I’d like to highlight that there is a whole team behind this work and I’m proud to have so many co-authors and collaborators. I think it is important to understand that today’s science is intensely interdisciplinary and is a team effort. The stereotype of a lonely scientist has never been true, and today, less true than ever.
Tanya at AAAI 2026, where she received recognition for being elected as a AAAI Fellow.
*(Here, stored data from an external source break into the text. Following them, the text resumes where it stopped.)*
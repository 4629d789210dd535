//! Per-frame forwarding decision.
//!
//! Every inbound frame gets a next hop resolved up front. The frame type
//! then decides whether a handler consumes it, whether a reply is built and
//! routed in its place, or whether it simply goes to the resolved hop.

use super::{ForwardError, HandlerError, NextHop, PingKey, Router};
use crate::coords::PortId;
use crate::peer::Peer;
use crate::protocol::{Frame, FrameType};
use tracing::trace;

impl Router {
    /// Decide what to do with one frame received from `from`.
    ///
    /// Consumes the frame, replaces it with a synthesized reply, or queues
    /// it on the next hop. Safe to call concurrently from every link.
    pub fn forward(&self, from: &Peer, frame: Frame) -> Result<(), ForwardError> {
        let port = from.port();
        let frame_type = frame.frame_type();
        let mut frame = frame;
        let mut next_hop = self.resolver.resolve(from, &frame);
        let dead_end = next_hop.is_dead_end();

        match frame_type {
            // Protocol messages
            FrameType::TreeAnnouncement => {
                return self
                    .handlers
                    .handle_tree_announcement(from, &frame)
                    .map_err(|e| handler_error(port, frame_type, "handle_tree_announcement", e));
            }

            FrameType::Keepalive => return Ok(()),

            FrameType::SnakeBootstrap => {
                if dead_end {
                    return self
                        .handlers
                        .handle_bootstrap(from, &frame)
                        .map_err(|e| handler_error(port, frame_type, "handle_bootstrap", e));
                }
            }

            FrameType::SnakeBootstrapAck => {
                if dead_end {
                    return self
                        .handlers
                        .handle_bootstrap_ack(from, &frame)
                        .map_err(|e| handler_error(port, frame_type, "handle_bootstrap_ack", e));
                }
            }

            FrameType::SnakeSetup => {
                return self
                    .handlers
                    .handle_setup(from, &frame, &next_hop)
                    .map_err(|e| handler_error(port, frame_type, "handle_setup", e));
            }

            FrameType::SnakeTeardown => {
                next_hop = self
                    .handlers
                    .handle_teardown(from, &frame)
                    .map_err(|e| handler_error(port, frame_type, "handle_teardown", e))?;
                if matches!(next_hop, NextHop::NoRoute) {
                    trace!(port, "Teardown reached its boundary");
                    return Ok(());
                }
            }

            // Traffic messages
            FrameType::SnakeTraffic | FrameType::GreedyTraffic | FrameType::SourceTraffic => {}

            FrameType::SnekPing => {
                let local_key = self.public_key();
                if frame.destination_key() == Some(&local_key)
                    && let Some(&source_key) = frame.source_key()
                {
                    trace!(port, from = %source_key.short(), "Answering identity ping");
                    frame = Frame::snek_pong(source_key, local_key);
                    next_hop = self.resolver.resolve(&self.local, &frame);
                }
            }

            FrameType::SnekPong => {
                let local_key = self.public_key();
                if frame.destination_key() == Some(&local_key)
                    && let Some(&source_key) = frame.source_key()
                {
                    let matched = self.pings.complete(&PingKey::Snek(source_key));
                    trace!(port, from = %source_key.short(), matched, "Identity pong received");
                    return Ok(());
                }
            }

            FrameType::TreePing => {
                if dead_end && let Some(source) = frame.source() {
                    trace!(port, from = %source, "Answering tree ping");
                    let pong = Frame::tree_pong(source.clone(), self.handlers.local_coordinates());
                    frame = pong;
                    next_hop = self.resolver.resolve(&self.local, &frame);
                }
            }

            FrameType::TreePong => {
                if dead_end && let Some(source) = frame.source() {
                    let matched = self.pings.complete(&PingKey::tree(source));
                    trace!(port, from = %source, matched, "Tree pong received");
                    return Ok(());
                }
            }
        }

        self.send_to(port, &next_hop, frame)
    }

    /// Queue `frame` on the resolved hop.
    ///
    /// A dead end hands the frame to the local-delivery peer.
    fn send_to(&self, port: PortId, next_hop: &NextHop, frame: Frame) -> Result<(), ForwardError> {
        let frame_type = frame.frame_type();
        let target = match next_hop {
            NextHop::Peer(peer) => peer,
            NextHop::DeadEnd => &self.local,
            NextHop::NoRoute => {
                return Err(ForwardError::NoRoute { port, frame_type });
            }
        };

        if !target.send(frame) {
            return Err(ForwardError::Dropped { port, frame_type });
        }

        trace!(port, next_port = target.port(), frame_type = %frame_type, "Forwarded frame");
        Ok(())
    }
}

fn handler_error(
    port: PortId,
    frame_type: FrameType,
    handler: &'static str,
    source: HandlerError,
) -> ForwardError {
    ForwardError::Handler {
        port,
        frame_type,
        handler,
        source,
    }
}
Dr Tanya Berger-Wolf is a Professor of Computer Science Engineering, Electrical and Computer Engineering, and Evolution, Ecology, and Organismal Biology at the Ohio State University, where she is also the Director of the Translational Data Analytics Institute. A pioneer in AI for ecology, biodiversity, and conservation, she leads the NSF-funded Imageomics Institute and the US-Canada co-funded AI and Biodiversity Change (ABC) Global Center.
Dr Berger-Wolf serves on advisory and governance bodies including the US National Academies Board on Life Sciences, the Global Partnership on AI (GPAI)/OECD, National Ecological Observatory Network (NEON), and The Nature Conservancy. She co-led Wild Me (now part of Conservation X Labs), one of the first AI conservation nonprofits, where she co-created Wildbook, recognized by UNESCO for advancing the UN Sustainable Development Goals. Her contributions have earned numerous honors, including recognition as the AI 100 Global Thought Leaders by H20.ai. She is an elected Fellow of the Association for the Advancement of Artificial Intelligence (AAAI) and the American Association for the Advancement of Science (AAAS).
Prior to coming to The Ohio State University in January 2020, Berger-Wolf was at the University of Illinois at Chicago. She received her PhD from University of Illinois at Urbana-Champaign in 2002.